Le Royal Welsh Fusiliers a pris part à la première bataille d’Ypres (batailles de Langemarck et de Gheluvelt), durant laquelle elle a subit d’énormes de pertes, le régiment a été mis à l’arrière les mois qui ont suivis pour être reformé. Il a reprit les combats en mars 1915, à la bataille de Neuve-Chapelle.
Après avoir été retrouvés, les deux soldats n’ont pas été enfermés immédiatement, ils ont été remis dans les rangs pour être arrêtés plus tard.
Albert Troughton était originaire de Foleshill dans la banlieue de Coventry (Warwickshire, West Midlands), il s’était enrôlé au Royal Welsh Fusiliers en 1911. Lors de l’assaut, il dit avoir entendu l’officier dire « Chacun pour soi » et avait vu beaucoup de ses camarades se faire tuer.
Major Penn était originaire de Stourbridge (Worcestershire, West Midlands). Engagé à 17 ans au Worcestershire Regiment, il a intégré plus tard le Royal Welsh Fusiliers. Comme Albert, il a été retrouvé errant sur le champ de bataille.
Personne du régiment n’a pu corroborer leurs dires, les 2 hommes ont été jugés et condamnés pour désertion, il est fort probable que les personnes ayant pu le faire soient mortes ou prisonnières lors de l’attaque car les pertes étaient terribles : 270 de leurs camarades furent mis hors de combat en 20 minutes.

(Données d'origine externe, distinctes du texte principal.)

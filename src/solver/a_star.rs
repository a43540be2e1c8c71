use std::cmp::Ordering;
use std::fmt::{self, Debug, Display, Formatter};

use separator::Separatable;

use crate::state::State;

#[derive(Clone, PartialEq, Eq, Default)]
pub struct Stats {
    created_states: Vec<usize>,
    expanded_states: Vec<usize>,
    duplicate_states: Vec<usize>,
    deadlocked_states: Vec<usize>,
}

impl Stats {
    pub(crate) fn new() -> Self {
        Stats::default()
    }

    pub fn total_created(&self) -> usize {
        self.created_states.iter().sum()
    }

    pub fn total_expanded(&self) -> usize {
        self.expanded_states.iter().sum()
    }

    pub fn total_duplicates(&self) -> usize {
        self.duplicate_states.iter().sum()
    }

    pub fn total_deadlocked(&self) -> usize {
        self.deadlocked_states.iter().sum()
    }

    pub(crate) fn add_created(&mut self, depth: u32) -> bool {
        Self::add(&mut self.created_states, depth)
    }

    /// Returns true the first time a depth is expanded.
    pub(crate) fn add_expanded(&mut self, depth: u32) -> bool {
        Self::add(&mut self.expanded_states, depth)
    }

    pub(crate) fn add_duplicate(&mut self, depth: u32) -> bool {
        Self::add(&mut self.duplicate_states, depth)
    }

    pub(crate) fn add_deadlocked(&mut self, depth: u32) -> bool {
        Self::add(&mut self.deadlocked_states, depth)
    }

    fn add(counts: &mut Vec<usize>, depth: u32) -> bool {
        let depth = depth as usize;
        let mut ret = false;

        // while because some depths might be skipped (best-first doesn't go depth by depth)
        while depth >= counts.len() {
            counts.push(0);
            ret = true;
        }
        counts[depth] += 1;
        ret
    }
}

impl Debug for Stats {
    fn fmt(&self, f: &mut Formatter<'_>) -> fmt::Result {
        writeln!(f, "created by depth: {:?}", self.created_states)?;
        writeln!(f, "expanded by depth: {:?}", self.expanded_states)?;
        writeln!(f, "duplicates by depth: {:?}", self.duplicate_states)?;
        writeln!(f, "deadlocked by depth: {:?}", self.deadlocked_states)
    }
}

impl Display for Stats {
    fn fmt(&self, f: &mut Formatter<'_>) -> fmt::Result {
        let created = self.total_created();
        let expanded = self.total_expanded();
        writeln!(f, "States created total: {}", created.separated_string())?;
        writeln!(f, "States expanded total: {}", expanded.separated_string())?;
        writeln!(
            f,
            "Reached duplicates total: {}",
            self.total_duplicates().separated_string()
        )?;
        writeln!(
            f,
            "Deadlocked total: {}",
            self.total_deadlocked().separated_string()
        )?;
        writeln!(
            f,
            "Created but not expanded total: {}",
            (created - expanded).separated_string()
        )
    }
}

/// A discovered state waiting in the frontier.
///
/// Ordered by cost first and then by discovery order - nodes with equal cost
/// are expanded first in first out.
#[derive(Debug, Clone, Copy)]
pub(crate) struct SearchNode<'a> {
    pub(crate) state: &'a State,
    pub(crate) dist: u32,
    pub(crate) cost: u64,
    seq: u64,
}

impl<'a> SearchNode<'a> {
    pub(crate) fn new(state: &'a State, dist: u32, h: u64, seq: u64) -> Self {
        Self {
            state,
            dist,
            cost: u64::from(dist) + h,
            seq,
        }
    }
}

impl PartialEq for SearchNode<'_> {
    fn eq(&self, other: &Self) -> bool {
        self.cmp(other) == Ordering::Equal
    }
}

impl Eq for SearchNode<'_> {}

impl PartialOrd for SearchNode<'_> {
    fn partial_cmp(&self, other: &Self) -> Option<Ordering> {
        Some(self.cmp(other))
    }
}

impl Ord for SearchNode<'_> {
    fn cmp(&self, other: &Self) -> Ordering {
        // use with Reverse in BinaryHeap
        (self.cost, self.seq).cmp(&(other.cost, other.seq))
    }
}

Douglas Haig a confirmé la sentence : l’exécution.
Je n’ai trouvé aucun document situant exactement le lieu d’exécution, mais étant donné leur présence dans le cimetière d’Estaires, il est fort probable qu’ils aient été arrêtés et exécutés dans le secteur. Ils sont les deux premiers soldats du régiment à être exécutés (il y en a eu 15 en 14-18)
Durant son incarcération, Albert Troughton a écrit une dernière lettre à sa famille. Elle a été envoyée par un gardien malgré l’interdiction. Après avoir sommeillée dans la maison familiale, elle a resurgie et a été publiée.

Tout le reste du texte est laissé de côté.